* **YOUR TASK**
Search the material for "release" and show all lines that contain it.

* **RECORDS TO USE**
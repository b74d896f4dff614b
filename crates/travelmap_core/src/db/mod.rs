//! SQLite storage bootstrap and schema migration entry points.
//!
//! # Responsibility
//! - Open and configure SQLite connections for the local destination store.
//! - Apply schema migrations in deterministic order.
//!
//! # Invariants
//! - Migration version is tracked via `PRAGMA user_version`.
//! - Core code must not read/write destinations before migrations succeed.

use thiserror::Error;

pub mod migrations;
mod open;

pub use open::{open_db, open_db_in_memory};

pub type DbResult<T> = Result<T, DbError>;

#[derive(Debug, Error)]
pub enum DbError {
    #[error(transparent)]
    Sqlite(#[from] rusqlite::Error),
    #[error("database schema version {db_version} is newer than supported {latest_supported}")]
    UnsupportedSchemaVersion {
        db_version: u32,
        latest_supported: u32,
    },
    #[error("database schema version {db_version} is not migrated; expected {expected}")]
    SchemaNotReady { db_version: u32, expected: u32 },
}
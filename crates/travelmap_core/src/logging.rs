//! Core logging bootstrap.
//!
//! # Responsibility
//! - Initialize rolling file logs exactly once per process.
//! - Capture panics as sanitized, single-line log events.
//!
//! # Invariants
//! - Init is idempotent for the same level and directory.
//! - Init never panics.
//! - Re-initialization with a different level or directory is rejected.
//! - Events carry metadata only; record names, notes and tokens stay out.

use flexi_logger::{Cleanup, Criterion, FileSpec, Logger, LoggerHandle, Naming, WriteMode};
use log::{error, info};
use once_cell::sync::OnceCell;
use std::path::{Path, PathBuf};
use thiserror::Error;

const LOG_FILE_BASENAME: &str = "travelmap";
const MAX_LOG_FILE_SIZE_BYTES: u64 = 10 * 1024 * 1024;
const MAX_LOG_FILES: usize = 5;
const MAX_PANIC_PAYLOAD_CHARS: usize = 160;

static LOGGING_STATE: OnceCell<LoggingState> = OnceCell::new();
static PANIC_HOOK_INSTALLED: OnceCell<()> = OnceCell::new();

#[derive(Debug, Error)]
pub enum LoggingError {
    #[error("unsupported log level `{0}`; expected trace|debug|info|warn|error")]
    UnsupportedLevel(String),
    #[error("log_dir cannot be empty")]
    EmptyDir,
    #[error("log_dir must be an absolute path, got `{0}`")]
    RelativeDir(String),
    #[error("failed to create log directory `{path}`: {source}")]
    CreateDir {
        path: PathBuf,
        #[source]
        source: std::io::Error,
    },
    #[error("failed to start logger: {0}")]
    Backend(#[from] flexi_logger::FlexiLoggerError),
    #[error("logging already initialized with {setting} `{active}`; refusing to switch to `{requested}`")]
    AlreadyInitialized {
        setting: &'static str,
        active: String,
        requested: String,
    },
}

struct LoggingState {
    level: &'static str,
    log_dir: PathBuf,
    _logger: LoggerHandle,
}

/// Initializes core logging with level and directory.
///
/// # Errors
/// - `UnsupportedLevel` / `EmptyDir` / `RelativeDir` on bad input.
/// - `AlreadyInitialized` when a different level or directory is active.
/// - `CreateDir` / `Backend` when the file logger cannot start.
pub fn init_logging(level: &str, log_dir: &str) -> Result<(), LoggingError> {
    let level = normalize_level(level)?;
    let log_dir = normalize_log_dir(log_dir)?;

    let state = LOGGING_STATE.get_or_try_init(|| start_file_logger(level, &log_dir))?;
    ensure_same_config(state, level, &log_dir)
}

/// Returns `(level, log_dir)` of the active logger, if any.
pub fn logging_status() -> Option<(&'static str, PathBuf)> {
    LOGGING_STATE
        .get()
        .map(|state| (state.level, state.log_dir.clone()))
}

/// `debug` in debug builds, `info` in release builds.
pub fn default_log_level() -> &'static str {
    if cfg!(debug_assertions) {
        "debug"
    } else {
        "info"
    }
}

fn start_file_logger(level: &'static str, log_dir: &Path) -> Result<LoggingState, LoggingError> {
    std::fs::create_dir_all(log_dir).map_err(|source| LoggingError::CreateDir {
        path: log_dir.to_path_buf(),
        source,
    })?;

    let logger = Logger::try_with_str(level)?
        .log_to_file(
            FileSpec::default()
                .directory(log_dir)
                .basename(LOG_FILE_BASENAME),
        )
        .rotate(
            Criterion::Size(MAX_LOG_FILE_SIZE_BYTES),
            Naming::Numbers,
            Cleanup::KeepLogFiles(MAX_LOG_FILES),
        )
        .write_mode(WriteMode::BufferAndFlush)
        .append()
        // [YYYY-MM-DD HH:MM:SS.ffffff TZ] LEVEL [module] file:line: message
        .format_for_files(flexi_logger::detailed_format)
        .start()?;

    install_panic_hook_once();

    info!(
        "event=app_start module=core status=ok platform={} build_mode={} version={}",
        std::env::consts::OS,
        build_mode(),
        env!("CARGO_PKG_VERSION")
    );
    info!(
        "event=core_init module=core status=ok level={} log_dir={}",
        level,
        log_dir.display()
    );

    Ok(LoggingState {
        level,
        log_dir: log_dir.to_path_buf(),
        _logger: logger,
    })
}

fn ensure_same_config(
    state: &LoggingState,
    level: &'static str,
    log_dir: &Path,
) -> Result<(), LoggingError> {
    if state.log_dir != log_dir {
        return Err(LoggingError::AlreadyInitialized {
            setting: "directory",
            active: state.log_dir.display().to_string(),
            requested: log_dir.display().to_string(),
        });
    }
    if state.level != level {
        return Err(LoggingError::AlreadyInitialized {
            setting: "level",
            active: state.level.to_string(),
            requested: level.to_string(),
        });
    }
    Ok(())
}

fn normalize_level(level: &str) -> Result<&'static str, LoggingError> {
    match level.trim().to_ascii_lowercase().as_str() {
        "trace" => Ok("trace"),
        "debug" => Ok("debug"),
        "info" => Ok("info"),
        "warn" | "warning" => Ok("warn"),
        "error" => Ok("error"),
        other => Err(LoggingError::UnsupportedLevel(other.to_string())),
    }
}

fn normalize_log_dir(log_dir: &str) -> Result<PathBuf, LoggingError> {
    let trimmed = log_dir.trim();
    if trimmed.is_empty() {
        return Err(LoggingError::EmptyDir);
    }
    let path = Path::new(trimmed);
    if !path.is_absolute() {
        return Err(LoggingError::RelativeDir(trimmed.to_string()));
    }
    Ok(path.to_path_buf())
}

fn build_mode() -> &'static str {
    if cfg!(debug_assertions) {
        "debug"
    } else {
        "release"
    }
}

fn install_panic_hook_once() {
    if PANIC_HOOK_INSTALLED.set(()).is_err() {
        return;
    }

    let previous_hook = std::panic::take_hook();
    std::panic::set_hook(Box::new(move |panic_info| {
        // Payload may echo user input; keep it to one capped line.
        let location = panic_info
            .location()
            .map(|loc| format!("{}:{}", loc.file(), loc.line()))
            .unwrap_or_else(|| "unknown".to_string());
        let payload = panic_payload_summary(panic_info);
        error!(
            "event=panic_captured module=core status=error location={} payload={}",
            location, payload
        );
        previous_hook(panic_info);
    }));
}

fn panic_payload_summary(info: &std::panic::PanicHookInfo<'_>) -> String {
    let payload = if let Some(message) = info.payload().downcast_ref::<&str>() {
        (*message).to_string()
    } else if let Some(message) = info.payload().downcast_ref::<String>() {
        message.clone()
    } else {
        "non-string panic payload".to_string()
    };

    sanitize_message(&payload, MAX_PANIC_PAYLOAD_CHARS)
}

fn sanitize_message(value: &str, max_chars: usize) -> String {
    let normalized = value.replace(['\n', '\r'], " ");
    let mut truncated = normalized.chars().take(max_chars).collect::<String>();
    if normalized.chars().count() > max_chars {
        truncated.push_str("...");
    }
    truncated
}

* **ANSWER TO THE PROBLEM**
/// `debug` in debug builds, `info` in release builds.
        "release"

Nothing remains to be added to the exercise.